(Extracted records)
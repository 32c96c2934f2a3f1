//! Run report
//!
//! Field-wise counters summed across scenarios. Addition is associative and
//! commutative, so per-scenario reports can be folded in any order.

use std::fmt;
use std::iter::Sum;
use std::ops::{Add, AddAssign};

use crate::model::StepStatus;

/// Aggregate counts for a run
#[derive(Debug, Clone, Copy, Default, PartialEq, Eq)]
pub struct Report {
    pub scenario_count: usize,
    pub passed_steps: usize,
    pub failed_steps: usize,
    pub pending_steps: usize,
    pub skipped_steps: usize,
    pub undefined_steps: usize,
}

impl Report {
    /// The zero report
    pub fn new() -> Self {
        Self::default()
    }

    /// Count one step outcome
    pub fn record(&mut self, status: StepStatus) {
        match status {
            StepStatus::Passed => self.passed_steps += 1,
            StepStatus::Failed => self.failed_steps += 1,
            StepStatus::Pending => self.pending_steps += 1,
            StepStatus::Skipped => self.skipped_steps += 1,
            StepStatus::Undefined => self.undefined_steps += 1,
        }
    }

    pub fn total_steps(&self) -> usize {
        self.passed_steps
            + self.failed_steps
            + self.pending_steps
            + self.skipped_steps
            + self.undefined_steps
    }

    /// True when no step failed and every step had a definition
    pub fn is_success(&self) -> bool {
        self.failed_steps == 0 && self.undefined_steps == 0
    }
}

impl Add for Report {
    type Output = Report;

    fn add(self, rhs: Report) -> Report {
        Report {
            scenario_count: self.scenario_count + rhs.scenario_count,
            passed_steps: self.passed_steps + rhs.passed_steps,
            failed_steps: self.failed_steps + rhs.failed_steps,
            pending_steps: self.pending_steps + rhs.pending_steps,
            skipped_steps: self.skipped_steps + rhs.skipped_steps,
            undefined_steps: self.undefined_steps + rhs.undefined_steps,
        }
    }
}

impl AddAssign for Report {
    fn add_assign(&mut self, rhs: Report) {
        *self = *self + rhs;
    }
}

impl Sum for Report {
    fn sum<I: Iterator<Item = Report>>(iter: I) -> Report {
        iter.fold(Report::default(), Add::add)
    }
}

impl<'a> Sum<&'a Report> for Report {
    fn sum<I: Iterator<Item = &'a Report>>(iter: I) -> Report {
        iter.copied().sum()
    }
}

impl fmt::Display for Report {
    fn fmt(&self, f: &mut fmt::Formatter<'_>) -> fmt::Result {
        write!(
            f,
            "{} scenario(s), {} step(s): {} passed, {} failed, {} pending, {} skipped, {} undefined",
            self.scenario_count,
            self.total_steps(),
            self.passed_steps,
            self.failed_steps,
            self.pending_steps,
            self.skipped_steps,
            self.undefined_steps,
        )
    }
}
//! Scenario model
//!
//! Builds a [`Feature`] from raw text in one forward pass. The pass keeps a
//! [`ParseContext`] holding the current scenario node, the collection mode
//! and the growing scenario list. Scenario outlines are expanded into
//! ordinary scenarios as each example row is read, so the execution engine
//! only ever sees [`Scenario`] values.

use std::fmt;

use indexmap::IndexMap;

use crate::error::FeatureError;
use crate::parser::{classify_line, LineKind, StepLine};

/// One row of a step table: column name to cell value, in column order.
pub type TableRow = IndexMap<String, String>;

/// Outcome recorded on a step once it has run
#[derive(Debug, Clone, Copy, PartialEq, Eq)]
pub enum StepStatus {
    Passed,
    Failed,
    Pending,
    Skipped,
    Undefined,
}

impl fmt::Display for StepStatus {
    fn fmt(&self, f: &mut fmt::Formatter<'_>) -> fmt::Result {
        let s = match self {
            StepStatus::Passed => "passed",
            StepStatus::Failed => "failed",
            StepStatus::Pending => "pending",
            StepStatus::Skipped => "skipped",
            StepStatus::Undefined => "undefined",
        };
        f.write_str(s)
    }
}

/// A single step of a scenario
#[derive(Debug, Clone, Default, PartialEq, Eq)]
pub struct Step {
    /// Step body with the keyword stripped, used for matching
    pub text: String,
    /// Trimmed original line, used for reporting
    pub orig: String,
    /// 1-based line number in the document, 0 if not parsed from text
    pub line: usize,
    /// Header row of the attached table, empty if none
    pub keys: Vec<String>,
    /// Data rows of the attached table
    pub table: Vec<TableRow>,
    /// Outcome of the last run, if any
    pub status: Option<StepStatus>,
    /// Diagnostics written while the step ran
    pub errors: String,
}

impl Step {
    pub fn new(text: impl Into<String>, orig: impl Into<String>) -> Self {
        Self {
            text: text.into(),
            orig: orig.into(),
            ..Default::default()
        }
    }

    pub fn is_pending(&self) -> bool {
        self.status == Some(StepStatus::Pending)
    }

    fn from_line(parsed: StepLine, line: usize) -> Self {
        Self {
            line,
            ..Self::new(parsed.text, parsed.orig)
        }
    }

    /// Attach one raw table row: the first becomes the header, later rows
    /// must match its width.
    fn add_table_row(&mut self, cells: Vec<String>, raw: &str) -> Result<(), FeatureError> {
        if self.keys.is_empty() {
            self.keys = cells;
            return Ok(());
        }
        let row = table_row(&self.keys, cells, raw)?;
        self.table.push(row);
        Ok(())
    }
}

/// An ordinary, executable scenario
#[derive(Debug, Clone, Default, PartialEq, Eq)]
pub struct Scenario {
    /// Trimmed heading line, e.g. `Scenario: login`
    pub heading: String,
    pub steps: Vec<Step>,
    pub is_background: bool,
    /// The example row this scenario was expanded from, if any
    pub example: Option<TableRow>,
}

impl Scenario {
    pub fn new(heading: impl Into<String>) -> Self {
        Self {
            heading: heading.into(),
            ..Default::default()
        }
    }

    pub fn background(heading: impl Into<String>) -> Self {
        Self {
            heading: heading.into(),
            is_background: true,
            ..Default::default()
        }
    }

    pub fn add_step(&mut self, step: Step) {
        self.steps.push(step);
    }

    pub fn last_step_mut(&mut self) -> Option<&mut Step> {
        self.steps.last_mut()
    }
}

/// A templated scenario, expanded once per example row
#[derive(Debug, Clone, Default, PartialEq, Eq)]
pub struct ScenarioOutline {
    pub heading: String,
    /// Template steps; text may contain `<placeholder>` tokens
    pub steps: Vec<Step>,
    /// Column names from the current `Examples:` block
    pub keys: Option<Vec<String>>,
}

impl ScenarioOutline {
    pub fn new(heading: impl Into<String>) -> Self {
        Self {
            heading: heading.into(),
            ..Default::default()
        }
    }

    /// Build one concrete scenario by substituting `<key>` tokens with the
    /// row's values. Unknown placeholders are left as written.
    pub fn expand(&self, example: &TableRow) -> Scenario {
        let steps = self
            .steps
            .iter()
            .map(|template| {
                let table: Vec<TableRow> = template
                    .table
                    .iter()
                    .map(|row| {
                        row.iter()
                            .map(|(k, v)| (k.clone(), substitute(v, example)))
                            .collect::<TableRow>()
                    })
                    .collect();
                Step {
                    text: substitute(&template.text, example),
                    orig: substitute(&template.orig, example),
                    line: template.line,
                    keys: template.keys.clone(),
                    table,
                    ..Default::default()
                }
            })
            .collect();

        Scenario {
            heading: self.heading.clone(),
            steps,
            is_background: false,
            example: Some(example.clone()),
        }
    }
}

/// Replace each `<key>` token in `template` with `values[key]`.
///
/// Single pass: substituted text is not scanned again.
pub fn substitute(template: &str, values: &TableRow) -> String {
    let mut out = String::with_capacity(template.len());
    let mut rest = template;
    while let Some(open) = rest.find('<') {
        out.push_str(&rest[..open]);
        let after = &rest[open + 1..];
        match after.find(['<', '>']) {
            Some(close) if after.as_bytes()[close] == b'>' => {
                let key = &after[..close];
                match values.get(key) {
                    Some(value) => out.push_str(value),
                    None => {
                        out.push('<');
                        out.push_str(key);
                        out.push('>');
                    }
                }
                rest = &after[close + 1..];
            }
            _ => {
                out.push('<');
                rest = after;
            }
        }
    }
    out.push_str(rest);
    out
}

/// Tagged scenario variant produced while parsing
#[derive(Debug, Clone, PartialEq, Eq)]
pub enum ScenarioNode {
    Ordinary(Scenario),
    Outline(ScenarioOutline),
}

impl ScenarioNode {
    fn add_step(&mut self, step: Step) {
        match self {
            ScenarioNode::Ordinary(s) => s.add_step(step),
            ScenarioNode::Outline(o) => o.steps.push(step),
        }
    }

    fn last_step_mut(&mut self) -> Option<&mut Step> {
        match self {
            ScenarioNode::Ordinary(s) => s.last_step_mut(),
            ScenarioNode::Outline(o) => o.steps.last_mut(),
        }
    }
}

/// A parsed feature document, ready to execute
#[derive(Debug, Clone, Default, PartialEq, Eq)]
pub struct Feature {
    /// Label from the `Feature:` heading, if present
    pub label: Option<String>,
    /// The document's background, replayed before each scenario
    pub background: Option<Scenario>,
    /// Ordinary scenarios in document order, outlines already expanded
    pub scenarios: Vec<Scenario>,
}

/// Which structure subsequent lines feed into
#[derive(Debug, Clone, Copy, PartialEq, Eq)]
enum Mode {
    Normal,
    Examples,
}

/// Where the "current scenario" pointer is aimed
#[derive(Debug, Clone, Copy, PartialEq, Eq)]
enum Current {
    None,
    Background,
    /// Index into `ParseContext::nodes`
    Node(usize),
}

/// State threaded through the line-by-line assembly loop
struct ParseContext {
    label: Option<String>,
    background: Option<Scenario>,
    /// Ordinary scenarios and expansions, in the order they were produced.
    /// Outlines stay in the list as templates and are dropped at the end.
    nodes: Vec<ScenarioNode>,
    current: Current,
    mode: Mode,
}

impl ParseContext {
    fn new() -> Self {
        Self {
            label: None,
            background: None,
            nodes: Vec::new(),
            current: Current::None,
            mode: Mode::Normal,
        }
    }

    fn start(&mut self, node: ScenarioNode) {
        self.nodes.push(node);
        self.current = Current::Node(self.nodes.len() - 1);
        self.mode = Mode::Normal;
    }

    fn current_outline_mut(&mut self) -> Option<&mut ScenarioOutline> {
        match self.current {
            Current::Node(i) => match self.nodes.get_mut(i) {
                Some(ScenarioNode::Outline(o)) => Some(o),
                _ => None,
            },
            _ => None,
        }
    }

    fn current_step_mut(&mut self) -> Option<&mut Step> {
        match self.current {
            Current::None => None,
            Current::Background => self.background.as_mut().and_then(|b| b.last_step_mut()),
            Current::Node(i) => self.nodes.get_mut(i).and_then(|n| n.last_step_mut()),
        }
    }

    fn add_step(&mut self, step: Step) {
        match self.current {
            Current::None => {}
            Current::Background => {
                if let Some(bg) = self.background.as_mut() {
                    bg.add_step(step);
                }
            }
            Current::Node(i) => {
                if let Some(node) = self.nodes.get_mut(i) {
                    node.add_step(step);
                }
            }
        }
    }

    fn line(&mut self, raw: &str, line_number: usize) -> Result<(), FeatureError> {
        match classify_line(raw) {
            LineKind::Step(step) if self.current != Current::None => {
                self.add_step(Step::from_line(step, line_number));
            }
            LineKind::Step(step) => {
                tracing::debug!(line = line_number, step = %step.orig, "step outside any scenario ignored");
            }
            LineKind::ScenarioOutline(_) => {
                self.start(ScenarioNode::Outline(ScenarioOutline::new(raw.trim())));
            }
            LineKind::Scenario(_) => {
                self.start(ScenarioNode::Ordinary(Scenario::new(raw.trim())));
            }
            LineKind::Feature(label) => {
                self.label = Some(label);
            }
            LineKind::Background(_) => {
                if self.background.is_some() {
                    tracing::debug!(line = line_number, "background replaced by a later Background:");
                }
                self.background = Some(Scenario::background(raw.trim()));
                self.current = Current::Background;
                self.mode = Mode::Normal;
            }
            LineKind::Examples(_) => {
                self.mode = Mode::Examples;
                match self.current_outline_mut() {
                    Some(outline) => outline.keys = None,
                    None => {
                        tracing::warn!(line = line_number, "Examples: outside a Scenario Outline")
                    }
                }
            }
            LineKind::TableRow(cells) if self.mode == Mode::Examples => {
                self.example_row(cells, raw, line_number)?;
            }
            LineKind::TableRow(cells) => {
                if let Some(step) = self.current_step_mut() {
                    step.add_table_row(cells, raw)
                        .map_err(|e| e.with_line(line_number))?;
                }
            }
            LineKind::Unrecognized => {}
        }
        Ok(())
    }

    fn example_row(
        &mut self,
        cells: Vec<String>,
        raw: &str,
        line_number: usize,
    ) -> Result<(), FeatureError> {
        let Some(outline) = self.current_outline_mut() else {
            tracing::warn!(line = line_number, "example row ignored, no current Scenario Outline");
            return Ok(());
        };
        let keys = match outline.keys {
            Some(ref keys) => keys,
            None => {
                outline.keys = Some(cells);
                return Ok(());
            }
        };
        let example = table_row(keys, cells, raw).map_err(|e| e.with_line(line_number))?;
        let scenario = outline.expand(&example);
        tracing::debug!(line = line_number, heading = %scenario.heading, "expanded outline example");
        self.nodes.push(ScenarioNode::Ordinary(scenario));
        Ok(())
    }

    fn finish(self) -> Feature {
        let scenarios = self
            .nodes
            .into_iter()
            .filter_map(|node| match node {
                ScenarioNode::Ordinary(s) => Some(s),
                ScenarioNode::Outline(_) => None,
            })
            .collect();
        Feature {
            label: self.label,
            background: self.background,
            scenarios,
        }
    }
}

/// Zip header cells with row cells, failing on a width mismatch.
fn table_row(keys: &[String], cells: Vec<String>, raw: &str) -> Result<TableRow, FeatureError> {
    if cells.len() != keys.len() {
        return Err(FeatureError::malformed_table(keys.len(), cells.len(), raw));
    }
    Ok(keys.iter().cloned().zip(cells).collect())
}

/// Parse a feature document into its model.
///
/// Malformed tables are fatal and reported with their line number.
pub fn parse_feature(text: &str) -> Result<Feature, FeatureError> {
    let mut ctx = ParseContext::new();
    for (i, line) in text.lines().enumerate() {
        ctx.line(line, i + 1)?;
    }
    Ok(ctx.finish())
}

• **YOUR TASK**:
Give back exactly the lines from the beginning of the records through the line containing "StepStatus::Failed => self.failed_steps", and only those.

• **SOLUTION**:
repository 32c96c2934f2a3f1
//! Run report
//!
//! Field-wise counters summed across scenarios. Addition is associative and
//! commutative, so per-scenario reports can be folded in any order.

use std::fmt;
use std::iter::Sum;
use std::ops::{Add, AddAssign};

use crate::model::StepStatus;

/// Aggregate counts for a run
#[derive(Debug, Clone, Copy, Default, PartialEq, Eq)]
pub struct Report {
    pub scenario_count: usize,
    pub passed_steps: usize,
    pub failed_steps: usize,
    pub pending_steps: usize,
    pub skipped_steps: usize,
    pub undefined_steps: usize,
}

impl Report {
    /// The zero report
    pub fn new() -> Self {
        Self::default()
    }

    /// Count one step outcome
    pub fn record(&mut self, status: StepStatus) {
        match status {
            StepStatus::Passed => self.passed_steps += 1,
            StepStatus::Failed => self.failed_steps += 1,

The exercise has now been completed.